• _Exercise goal_
Below is a block of entries; repeat exactly the lines starting at the line that contains "async fn close(&self)" and ending at the line that contains "registry and synchronization", both included.

• _Available data_
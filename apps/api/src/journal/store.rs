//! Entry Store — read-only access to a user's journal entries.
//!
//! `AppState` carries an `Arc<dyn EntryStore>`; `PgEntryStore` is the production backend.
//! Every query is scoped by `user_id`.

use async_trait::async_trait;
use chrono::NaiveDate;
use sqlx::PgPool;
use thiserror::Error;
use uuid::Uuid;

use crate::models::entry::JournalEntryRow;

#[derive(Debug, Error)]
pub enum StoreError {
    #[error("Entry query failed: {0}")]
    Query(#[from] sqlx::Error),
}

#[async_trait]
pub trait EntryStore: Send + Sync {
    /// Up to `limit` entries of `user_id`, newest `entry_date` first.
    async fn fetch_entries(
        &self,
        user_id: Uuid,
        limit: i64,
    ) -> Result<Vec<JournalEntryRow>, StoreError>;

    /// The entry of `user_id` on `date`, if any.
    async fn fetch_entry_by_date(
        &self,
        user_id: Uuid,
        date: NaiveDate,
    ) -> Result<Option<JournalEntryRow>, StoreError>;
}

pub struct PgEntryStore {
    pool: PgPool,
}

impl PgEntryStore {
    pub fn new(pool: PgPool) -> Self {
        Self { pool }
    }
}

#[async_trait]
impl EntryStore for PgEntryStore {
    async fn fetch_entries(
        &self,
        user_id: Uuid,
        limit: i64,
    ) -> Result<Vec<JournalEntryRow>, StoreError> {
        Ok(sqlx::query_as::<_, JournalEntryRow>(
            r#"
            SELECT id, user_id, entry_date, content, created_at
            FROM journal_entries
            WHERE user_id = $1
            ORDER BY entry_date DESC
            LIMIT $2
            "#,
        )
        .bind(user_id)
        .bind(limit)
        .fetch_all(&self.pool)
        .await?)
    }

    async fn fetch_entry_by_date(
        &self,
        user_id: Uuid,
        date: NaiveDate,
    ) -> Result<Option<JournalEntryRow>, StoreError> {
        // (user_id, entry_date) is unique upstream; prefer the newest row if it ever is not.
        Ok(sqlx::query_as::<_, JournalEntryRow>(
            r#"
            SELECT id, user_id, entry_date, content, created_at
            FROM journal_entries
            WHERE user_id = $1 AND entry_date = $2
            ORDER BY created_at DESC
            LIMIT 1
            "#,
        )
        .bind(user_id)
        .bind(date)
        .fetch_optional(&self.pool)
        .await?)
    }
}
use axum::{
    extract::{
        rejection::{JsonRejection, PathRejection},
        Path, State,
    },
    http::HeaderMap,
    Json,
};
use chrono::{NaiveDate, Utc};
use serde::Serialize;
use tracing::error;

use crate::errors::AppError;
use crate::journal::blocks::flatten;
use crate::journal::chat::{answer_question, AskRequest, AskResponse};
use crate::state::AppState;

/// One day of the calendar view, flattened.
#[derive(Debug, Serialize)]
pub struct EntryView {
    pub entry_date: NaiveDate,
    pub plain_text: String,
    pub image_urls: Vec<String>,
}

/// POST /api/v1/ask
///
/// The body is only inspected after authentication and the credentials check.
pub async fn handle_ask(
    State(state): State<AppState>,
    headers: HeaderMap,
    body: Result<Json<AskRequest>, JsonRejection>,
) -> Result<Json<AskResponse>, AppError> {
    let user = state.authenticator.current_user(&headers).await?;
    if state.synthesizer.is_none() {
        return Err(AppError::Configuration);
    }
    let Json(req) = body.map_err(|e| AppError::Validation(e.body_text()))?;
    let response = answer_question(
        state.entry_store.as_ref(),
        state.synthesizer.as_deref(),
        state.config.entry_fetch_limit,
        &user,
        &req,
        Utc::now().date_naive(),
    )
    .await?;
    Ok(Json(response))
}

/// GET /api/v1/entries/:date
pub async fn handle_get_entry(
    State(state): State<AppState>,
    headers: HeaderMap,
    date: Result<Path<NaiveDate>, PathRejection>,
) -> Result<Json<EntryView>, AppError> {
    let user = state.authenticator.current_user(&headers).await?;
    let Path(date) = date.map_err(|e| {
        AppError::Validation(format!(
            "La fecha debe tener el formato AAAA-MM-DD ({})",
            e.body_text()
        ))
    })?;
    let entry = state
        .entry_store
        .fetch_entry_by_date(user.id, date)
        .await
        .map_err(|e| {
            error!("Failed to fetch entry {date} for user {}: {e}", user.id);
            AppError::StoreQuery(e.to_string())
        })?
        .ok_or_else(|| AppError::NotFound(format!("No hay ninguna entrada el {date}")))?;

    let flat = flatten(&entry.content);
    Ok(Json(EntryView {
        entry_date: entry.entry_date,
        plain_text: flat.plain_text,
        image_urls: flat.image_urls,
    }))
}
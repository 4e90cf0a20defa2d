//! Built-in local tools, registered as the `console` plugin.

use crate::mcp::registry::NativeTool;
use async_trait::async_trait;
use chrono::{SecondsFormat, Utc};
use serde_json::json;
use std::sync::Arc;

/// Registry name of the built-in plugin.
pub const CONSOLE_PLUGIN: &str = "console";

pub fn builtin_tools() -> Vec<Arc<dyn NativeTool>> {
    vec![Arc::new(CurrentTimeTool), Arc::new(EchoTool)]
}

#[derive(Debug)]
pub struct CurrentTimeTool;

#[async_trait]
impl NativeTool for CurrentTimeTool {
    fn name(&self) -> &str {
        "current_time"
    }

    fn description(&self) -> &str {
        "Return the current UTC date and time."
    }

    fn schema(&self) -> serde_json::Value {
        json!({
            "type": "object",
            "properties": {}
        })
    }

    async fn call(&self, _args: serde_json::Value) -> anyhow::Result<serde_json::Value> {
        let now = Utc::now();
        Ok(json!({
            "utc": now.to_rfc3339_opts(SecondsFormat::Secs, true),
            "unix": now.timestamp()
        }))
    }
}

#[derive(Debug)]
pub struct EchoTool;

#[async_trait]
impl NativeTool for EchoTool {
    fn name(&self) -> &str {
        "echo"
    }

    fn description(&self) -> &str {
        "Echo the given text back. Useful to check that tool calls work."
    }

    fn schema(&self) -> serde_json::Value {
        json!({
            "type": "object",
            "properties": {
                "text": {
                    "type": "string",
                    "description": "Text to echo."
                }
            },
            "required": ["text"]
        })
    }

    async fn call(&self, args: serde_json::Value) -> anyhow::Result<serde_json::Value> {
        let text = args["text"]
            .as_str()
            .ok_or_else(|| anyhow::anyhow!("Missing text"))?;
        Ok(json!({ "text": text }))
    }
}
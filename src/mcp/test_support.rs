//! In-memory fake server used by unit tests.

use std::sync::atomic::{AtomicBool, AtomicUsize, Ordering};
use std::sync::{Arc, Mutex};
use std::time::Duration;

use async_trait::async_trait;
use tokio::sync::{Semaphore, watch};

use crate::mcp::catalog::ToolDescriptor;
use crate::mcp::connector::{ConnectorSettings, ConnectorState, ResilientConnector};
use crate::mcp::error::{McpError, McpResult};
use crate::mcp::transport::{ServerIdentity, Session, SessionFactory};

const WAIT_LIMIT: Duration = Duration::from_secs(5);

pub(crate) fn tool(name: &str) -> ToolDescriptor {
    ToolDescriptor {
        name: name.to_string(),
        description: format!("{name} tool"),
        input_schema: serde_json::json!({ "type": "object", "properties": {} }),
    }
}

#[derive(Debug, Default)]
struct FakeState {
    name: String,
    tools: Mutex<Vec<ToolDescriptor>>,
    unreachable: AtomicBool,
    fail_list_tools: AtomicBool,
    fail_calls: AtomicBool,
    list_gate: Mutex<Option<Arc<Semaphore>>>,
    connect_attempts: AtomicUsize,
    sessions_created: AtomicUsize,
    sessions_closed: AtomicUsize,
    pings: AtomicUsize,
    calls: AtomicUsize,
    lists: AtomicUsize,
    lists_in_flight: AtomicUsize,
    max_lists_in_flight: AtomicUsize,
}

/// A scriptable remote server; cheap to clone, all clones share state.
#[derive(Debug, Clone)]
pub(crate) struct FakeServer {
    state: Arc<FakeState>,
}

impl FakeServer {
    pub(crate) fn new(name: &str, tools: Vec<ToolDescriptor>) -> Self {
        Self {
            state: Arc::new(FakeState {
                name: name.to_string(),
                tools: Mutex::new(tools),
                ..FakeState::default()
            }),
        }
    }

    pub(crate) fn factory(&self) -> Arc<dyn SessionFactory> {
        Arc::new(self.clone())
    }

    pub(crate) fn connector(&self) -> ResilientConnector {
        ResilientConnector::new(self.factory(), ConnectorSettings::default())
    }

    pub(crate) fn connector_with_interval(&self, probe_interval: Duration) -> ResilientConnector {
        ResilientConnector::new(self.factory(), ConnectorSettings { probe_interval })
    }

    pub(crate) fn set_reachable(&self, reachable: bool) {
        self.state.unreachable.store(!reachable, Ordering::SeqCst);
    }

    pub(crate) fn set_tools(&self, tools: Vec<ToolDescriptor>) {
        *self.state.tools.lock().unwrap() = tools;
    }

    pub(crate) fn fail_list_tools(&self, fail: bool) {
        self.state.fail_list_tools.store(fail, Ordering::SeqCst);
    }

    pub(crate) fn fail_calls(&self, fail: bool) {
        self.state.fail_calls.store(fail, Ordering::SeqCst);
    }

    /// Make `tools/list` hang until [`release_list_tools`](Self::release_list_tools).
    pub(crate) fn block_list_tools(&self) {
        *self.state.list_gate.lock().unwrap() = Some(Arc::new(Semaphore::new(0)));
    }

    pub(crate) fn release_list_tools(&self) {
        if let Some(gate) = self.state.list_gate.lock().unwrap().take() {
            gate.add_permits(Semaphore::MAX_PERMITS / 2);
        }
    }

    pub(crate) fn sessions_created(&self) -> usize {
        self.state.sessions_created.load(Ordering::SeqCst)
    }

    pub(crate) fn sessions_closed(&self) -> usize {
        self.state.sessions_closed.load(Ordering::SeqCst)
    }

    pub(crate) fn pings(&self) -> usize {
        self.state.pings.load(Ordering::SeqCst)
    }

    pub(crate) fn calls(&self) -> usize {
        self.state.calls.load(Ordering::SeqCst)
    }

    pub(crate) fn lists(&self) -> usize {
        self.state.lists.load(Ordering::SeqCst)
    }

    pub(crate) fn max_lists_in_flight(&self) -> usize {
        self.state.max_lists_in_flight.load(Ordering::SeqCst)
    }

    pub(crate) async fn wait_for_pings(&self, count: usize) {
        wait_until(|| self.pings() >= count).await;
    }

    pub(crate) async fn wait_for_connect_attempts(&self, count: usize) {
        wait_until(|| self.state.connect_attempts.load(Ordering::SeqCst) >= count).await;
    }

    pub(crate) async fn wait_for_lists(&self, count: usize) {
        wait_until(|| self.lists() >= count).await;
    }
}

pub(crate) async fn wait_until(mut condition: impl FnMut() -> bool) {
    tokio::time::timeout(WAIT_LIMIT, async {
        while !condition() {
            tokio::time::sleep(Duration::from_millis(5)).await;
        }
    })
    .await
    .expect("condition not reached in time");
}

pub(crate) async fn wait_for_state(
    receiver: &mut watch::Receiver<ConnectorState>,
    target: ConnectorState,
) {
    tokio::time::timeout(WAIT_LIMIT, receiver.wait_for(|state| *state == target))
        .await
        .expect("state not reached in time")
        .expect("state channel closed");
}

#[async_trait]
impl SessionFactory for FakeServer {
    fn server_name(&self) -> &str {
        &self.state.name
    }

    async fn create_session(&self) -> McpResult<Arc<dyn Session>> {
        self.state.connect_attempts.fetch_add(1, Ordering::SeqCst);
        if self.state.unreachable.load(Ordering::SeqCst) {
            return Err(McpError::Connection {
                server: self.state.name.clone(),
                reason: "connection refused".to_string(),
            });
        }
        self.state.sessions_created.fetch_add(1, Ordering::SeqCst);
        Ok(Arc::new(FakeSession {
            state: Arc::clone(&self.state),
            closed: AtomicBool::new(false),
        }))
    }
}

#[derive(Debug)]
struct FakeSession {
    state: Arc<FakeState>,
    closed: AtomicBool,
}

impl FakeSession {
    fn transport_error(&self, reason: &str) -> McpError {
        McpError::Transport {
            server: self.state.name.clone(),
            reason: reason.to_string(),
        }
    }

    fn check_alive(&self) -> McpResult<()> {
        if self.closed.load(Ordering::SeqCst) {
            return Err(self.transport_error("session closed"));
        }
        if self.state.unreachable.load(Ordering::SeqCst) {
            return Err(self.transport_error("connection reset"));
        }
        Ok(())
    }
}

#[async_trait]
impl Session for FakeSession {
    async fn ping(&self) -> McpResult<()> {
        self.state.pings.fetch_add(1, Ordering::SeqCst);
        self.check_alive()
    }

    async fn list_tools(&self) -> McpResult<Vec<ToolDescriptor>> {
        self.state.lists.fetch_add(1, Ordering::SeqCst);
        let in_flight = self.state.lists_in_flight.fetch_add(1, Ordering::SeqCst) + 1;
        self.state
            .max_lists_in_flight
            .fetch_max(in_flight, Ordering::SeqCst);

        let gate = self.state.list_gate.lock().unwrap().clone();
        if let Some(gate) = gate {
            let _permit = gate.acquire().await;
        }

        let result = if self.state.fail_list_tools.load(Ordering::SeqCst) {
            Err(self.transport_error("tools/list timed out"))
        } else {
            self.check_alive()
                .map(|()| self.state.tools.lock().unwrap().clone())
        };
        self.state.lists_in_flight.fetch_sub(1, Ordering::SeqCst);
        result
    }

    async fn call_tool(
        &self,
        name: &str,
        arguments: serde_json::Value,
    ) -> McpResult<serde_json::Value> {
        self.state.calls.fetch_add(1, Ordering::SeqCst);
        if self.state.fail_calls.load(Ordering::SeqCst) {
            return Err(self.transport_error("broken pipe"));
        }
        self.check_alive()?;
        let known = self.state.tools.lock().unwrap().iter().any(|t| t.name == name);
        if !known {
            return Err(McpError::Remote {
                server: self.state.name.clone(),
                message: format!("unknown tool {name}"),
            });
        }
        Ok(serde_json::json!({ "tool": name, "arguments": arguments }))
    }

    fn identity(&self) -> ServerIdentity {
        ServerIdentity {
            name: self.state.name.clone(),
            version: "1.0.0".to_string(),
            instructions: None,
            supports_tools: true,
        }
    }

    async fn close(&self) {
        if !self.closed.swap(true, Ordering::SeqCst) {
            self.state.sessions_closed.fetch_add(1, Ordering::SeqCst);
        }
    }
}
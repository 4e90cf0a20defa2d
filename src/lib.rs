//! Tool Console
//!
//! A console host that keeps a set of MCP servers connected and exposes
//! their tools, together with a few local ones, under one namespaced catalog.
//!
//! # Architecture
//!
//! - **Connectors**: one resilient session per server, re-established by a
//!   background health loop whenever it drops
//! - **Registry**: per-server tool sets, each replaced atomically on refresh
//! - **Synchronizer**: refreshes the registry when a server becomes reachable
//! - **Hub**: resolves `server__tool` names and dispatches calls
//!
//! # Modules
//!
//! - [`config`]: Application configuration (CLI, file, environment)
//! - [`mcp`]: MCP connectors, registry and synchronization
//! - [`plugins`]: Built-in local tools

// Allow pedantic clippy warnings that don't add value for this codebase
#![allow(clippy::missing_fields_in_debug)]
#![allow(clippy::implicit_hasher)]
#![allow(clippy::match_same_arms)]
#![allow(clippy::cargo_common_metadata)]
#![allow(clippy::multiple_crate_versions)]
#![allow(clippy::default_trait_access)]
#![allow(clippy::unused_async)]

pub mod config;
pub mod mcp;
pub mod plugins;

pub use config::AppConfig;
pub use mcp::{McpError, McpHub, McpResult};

• _Written solution_
    async fn close(&self) {
        if !self.closed.swap(true, Ordering::SeqCst) {
            self.state.sessions_closed.fetch_add(1, Ordering::SeqCst);
        }
    }
}
repository 4e90cf0a20defa2d
filename src/lib.rs
//! Tool Console
//!
//! A console host that keeps a set of MCP servers connected and exposes
//! their tools, together with a few local ones, under one namespaced catalog.
//!
//! # Architecture
//!
//! - **Connectors**: one resilient session per server, re-established by a
//!   background health loop whenever it drops
//! - **Registry**: per-server tool sets, each replaced atomically on refresh
//! - **Synchronizer**: refreshes the registry when a server becomes reachable
//! - **Hub**: resolves `server__tool` names and dispatches calls
//!
//! # Modules
//!
//! - [`config`]: Application configuration (CLI, file, environment)
//! - [`mcp`]: MCP connectors, registry and synchronization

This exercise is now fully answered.